For people who claim autonomy, the biblical message of salvation is irrelevant. Who needs salvation from sin? For one thing, the would-be autonomous thinker says, we are not sinners; for we decide what sin is, and we’re not guilty of it. And if we have any imperfections, we will either leave them alone or else deal with them the way we deal with everything else: by autonomous thought.

So, during and since the Enlightenment, more and more philosophers, scientists, historians, psychologists, economists, political theorists, even the main body of theologians, denied the authority of the Bible. They scoffed at the idea that God created the heavens and the earth, that man fell into sin through Adam’s disobedience, that God worked miracles on earth, that the Son of God came to earth as a man, that he lived a perfect life, shed his blood for sin, and rose from the dead. How, they asked, can modern people believe in such ancient, barbaric ideas? Humanity has come of age! We cannot any longer believe in angels, devils, miracles, resurrections from the dead, blood atonement, an infallible book?

Fifty years ago, the theologian– theologian, mind you,– Rudolf Bultmann, said that one cannot believe in angels and demons if he uses a telephone and travels in an airplane. I’m not sure what using the telephone and traveling in airplanes has to do with the existence of angels and demons. He never said exactly what the connection was; these people never did. Evidently he thought it was obvious. He kept saying, over and over, that Christianity would have to come to terms with the Enlightenment. Today, Bultmann is gone; he knows better now. But his attitudes are still very much with us.

Now some people will tell you that things have changed today from fifty years ago. Some will say that around the 1960s the intellectual world shifted from “modern” to “postmodern.” While the moderns were very proud of their intellectual powers, the postmoderns recognize that intellect isn’t everything; indeed, they’re even inclined to be skeptical or relativistic. They deny that the human intellect can discover final or absolute truth. And, besides the intellect, postmoderns say, intuition and feeling have their rights, too. While the moderns were skeptical about the supernatural, we’re told, the postmoderns appreciate the supernatural. Along with science, they have come to appreciate the religions of the Far East and of Native Americans. They have come to appreciate meditation, psychic phenomena; even sometimes astrology, channeling, tarot cards and past-life regression as paths to truth.

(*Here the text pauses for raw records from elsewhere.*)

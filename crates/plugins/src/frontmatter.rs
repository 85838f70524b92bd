//! Header reader for markdown files with YAML frontmatter.
//!
//! The header is the block between an opening `---` line and the next line
//! consisting solely of `---`. Everything after the closing line is the body
//! and is kept byte-for-byte.

use serde_yaml::{Mapping, Value};

use crate::{error::TranslationError, types::AgentDefinition};

const DELIMITER: &str = "---";

/// Split `content` into raw header text and body.
///
/// Returns `Ok(None)` when the file has no frontmatter at all.
pub fn split(content: &str) -> Result<Option<(&str, &str)>, TranslationError> {
    let mut lines = content.split_inclusive('\n');
    let Some(first) = lines.next() else {
        return Ok(None);
    };
    if first.trim_end() != DELIMITER || !first.ends_with('\n') {
        return Ok(None);
    }

    let header_start = first.len();
    let mut offset = header_start;
    for line in lines {
        if line.trim_end_matches(['\r', '\n']) == DELIMITER {
            let header = &content[header_start..offset];
            let body = &content[offset + line.len()..];
            return Ok(Some((header, body)));
        }
        offset += line.len();
    }

    Err(TranslationError::InvalidHeader {
        reason: "missing closing --- for frontmatter".into(),
    })
}

/// Parse a markdown document into header mapping and body.
pub fn parse(content: &str) -> Result<AgentDefinition, TranslationError> {
    let Some((raw, body)) = split(content)? else {
        return Ok(AgentDefinition {
            header: Mapping::new(),
            body: content.to_string(),
        });
    };

    let header = match serde_yaml::from_str::<Value>(raw) {
        Ok(Value::Mapping(map)) => map,
        Ok(Value::Null) => Mapping::new(),
        Ok(_) => {
            return Err(TranslationError::InvalidHeader {
                reason: "frontmatter is not a mapping".into(),
            });
        },
        Err(e) => {
            return Err(TranslationError::InvalidHeader {
                reason: e.to_string(),
            });
        },
    };

    Ok(AgentDefinition {
        header,
        body: body.to_string(),
    })
}

/// Render a header and body back into a markdown document.
pub fn render(definition: &AgentDefinition) -> Result<String, TranslationError> {
    let header = if definition.header.is_empty() {
        String::new()
    } else {
        serde_yaml::to_string(&definition.header).map_err(|e| {
            TranslationError::InvalidHeader {
                reason: e.to_string(),
            }
        })?
    };
    Ok(format!("{DELIMITER}\n{header}{DELIMITER}\n{}", definition.body))
}

/// Read a string-valued `name` from a header, if present.
pub fn header_name(header: &Mapping) -> Option<&str> {
    header
        .get("name")
        .and_then(Value::as_str)
        .map(str::trim)
        .filter(|n| !n.is_empty())
}
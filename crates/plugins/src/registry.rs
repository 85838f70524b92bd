//! Installed-plugin registry.
//!
//! The whole registry is loaded for every operation, modified in memory and
//! written back in full. [`FileStore`] writes through a temp file and a
//! rename, so a crash never leaves a torn store behind.

use std::{
    collections::BTreeMap,
    path::{Path, PathBuf},
    sync::Mutex,
};

use {
    serde::{Deserialize, Serialize},
    tracing::debug,
};

use crate::{error::RegistryError, types::InstallationRecord};

/// Store format version written by this crate.
pub const STORE_VERSION: u32 = 1;

/// On-disk shape of the registry.
#[derive(Debug, Clone, PartialEq, Serialize, Deserialize)]
pub struct RegistryData {
    pub version: u32,
    #[serde(default)]
    pub plugins: BTreeMap<String, InstallationRecord>,
}

impl Default for RegistryData {
    fn default() -> Self {
        Self {
            version: STORE_VERSION,
            plugins: BTreeMap::new(),
        }
    }
}

/// Durable backing for the registry.
pub trait RegistryStore: Send + Sync {
    /// Load the full registry. A store that does not exist yet is empty.
    fn load(&self) -> Result<RegistryData, RegistryError>;

    /// Replace the full registry.
    fn save(&self, data: &RegistryData) -> Result<(), RegistryError>;

    /// Where the store lives, for error messages.
    fn location(&self) -> &Path;
}

/// JSON file store with atomic writes.
#[derive(Debug, Clone)]
pub struct FileStore {
    path: PathBuf,
}

impl FileStore {
    pub fn new(path: impl Into<PathBuf>) -> Self {
        Self { path: path.into() }
    }

    pub fn path(&self) -> &Path {
        &self.path
    }
}

impl RegistryStore for FileStore {
    fn load(&self) -> Result<RegistryData, RegistryError> {
        let content = match std::fs::read_to_string(&self.path) {
            Ok(content) => content,
            Err(e) if e.kind() == std::io::ErrorKind::NotFound => {
                return Ok(RegistryData::default());
            },
            Err(source) => {
                return Err(RegistryError::StoreUnreadable {
                    path: self.path.clone(),
                    source,
                });
            },
        };
        serde_json::from_str(&content).map_err(|e| RegistryError::StoreCorrupt {
            path: self.path.clone(),
            reason: e.to_string(),
        })
    }

    fn save(&self, data: &RegistryData) -> Result<(), RegistryError> {
        let unwritable = |source| RegistryError::StoreUnwritable {
            path: self.path.clone(),
            source,
        };
        if let Some(parent) = self.path.parent() {
            std::fs::create_dir_all(parent).map_err(unwritable)?;
        }
        let json = serde_json::to_string_pretty(data)
            .map_err(|e| unwritable(std::io::Error::other(e)))?;
        let tmp = self.path.with_extension("json.tmp");
        std::fs::write(&tmp, json).map_err(unwritable)?;
        std::fs::rename(&tmp, &self.path).map_err(|e| {
            let _ = std::fs::remove_file(&tmp);
            unwritable(e)
        })?;
        Ok(())
    }

    fn location(&self) -> &Path {
        &self.path
    }
}

/// In-process store.
#[derive(Debug, Default)]
pub struct MemoryStore {
    data: Mutex<RegistryData>,
}

impl MemoryStore {
    pub fn new() -> Self {
        Self::default()
    }
}

impl RegistryStore for MemoryStore {
    fn load(&self) -> Result<RegistryData, RegistryError> {
        Ok(self.data.lock().unwrap_or_else(|e| e.into_inner()).clone())
    }

    fn save(&self, data: &RegistryData) -> Result<(), RegistryError> {
        *self.data.lock().unwrap_or_else(|e| e.into_inner()) = data.clone();
        Ok(())
    }

    fn location(&self) -> &Path {
        Path::new(":memory:")
    }
}

/// CRUD over installation records keyed by plugin name.
pub struct Registry {
    store: Box<dyn RegistryStore>,
}

impl std::fmt::Debug for Registry {
    fn fmt(&self, f: &mut std::fmt::Formatter<'_>) -> std::fmt::Result {
        f.debug_struct("Registry")
            .field("store", &self.store.location())
            .finish()
    }
}

impl Registry {
    pub fn new(store: impl RegistryStore + 'static) -> Self {
        Self {
            store: Box::new(store),
        }
    }

    /// Registry backed by a JSON file at `path`.
    pub fn open(path: impl Into<PathBuf>) -> Self {
        Self::new(FileStore::new(path))
    }

    pub fn location(&self) -> &Path {
        self.store.location()
    }

    fn load(&self) -> Result<RegistryData, RegistryError> {
        let mut data = self.store.load()?;
        if data.version != STORE_VERSION {
            return Err(RegistryError::StoreCorrupt {
                path: self.store.location().to_path_buf(),
                reason: format!("unsupported store version {}", data.version),
            });
        }
        for (name, record) in &mut data.plugins {
            record.name.clone_from(name);
        }
        Ok(data)
    }

    pub fn get(&self, name: &str) -> Result<InstallationRecord, RegistryError> {
        self.find(name)?.ok_or_else(|| RegistryError::NotFound {
            name: name.to_string(),
        })
    }

    pub fn find(&self, name: &str) -> Result<Option<InstallationRecord>, RegistryError> {
        Ok(self.load()?.plugins.remove(name))
    }

    /// All records, ordered by name.
    pub fn list(&self) -> Result<Vec<InstallationRecord>, RegistryError> {
        Ok(self.load()?.plugins.into_values().collect())
    }

    /// Insert or replace the record under `record.name`.
    pub fn upsert(&self, record: InstallationRecord) -> Result<(), RegistryError> {
        let mut data = self.load()?;
        debug!(plugin = %record.name, "registry upsert");
        data.plugins.insert(record.name.clone(), record);
        self.store.save(&data)
    }

    /// Delete a record, returning the target paths it owned.
    pub fn remove(&self, name: &str) -> Result<Vec<String>, RegistryError> {
        let mut data = self.load()?;
        let record = data
            .plugins
            .remove(name)
            .ok_or_else(|| RegistryError::NotFound {
                name: name.to_string(),
            })?;
        self.store.save(&data)?;
        debug!(plugin = %name, "registry remove");
        Ok(record.paths)
    }
}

Does this mean that the postmoderns are more open to the Bible than the moderns were? Are they more favorable to the idea that the Son of God came to earth in human history, that he taught with absolute authority, worked miracles, lived a sinless life and offered his body as a blood atonement? Are they willing to bow the knee before the risen and ascended Jesus Christ as the only Lord and Savior of men?

Certainly not. For under the skin they too are Enlightenment people. They do not intend to bow the knee to anyone; particularly, they do not want to bow the knees of their mind. The difference between modern and postmodern is that while the moderns followed the autonomous secular intellect, the postmoderns add that they have a right also to follow their autonomous intuition and feeling. They will accept, now and then, some strange beliefs; but only on their own inner criteria. What they believe they believe on their own authority. Indeed, that lust for autonomy is more powerful than ever. The postmodernist rejects the idea of absolute truth, so that he can be even more autonomous, so that he can be even freer in choosing his beliefs for himself.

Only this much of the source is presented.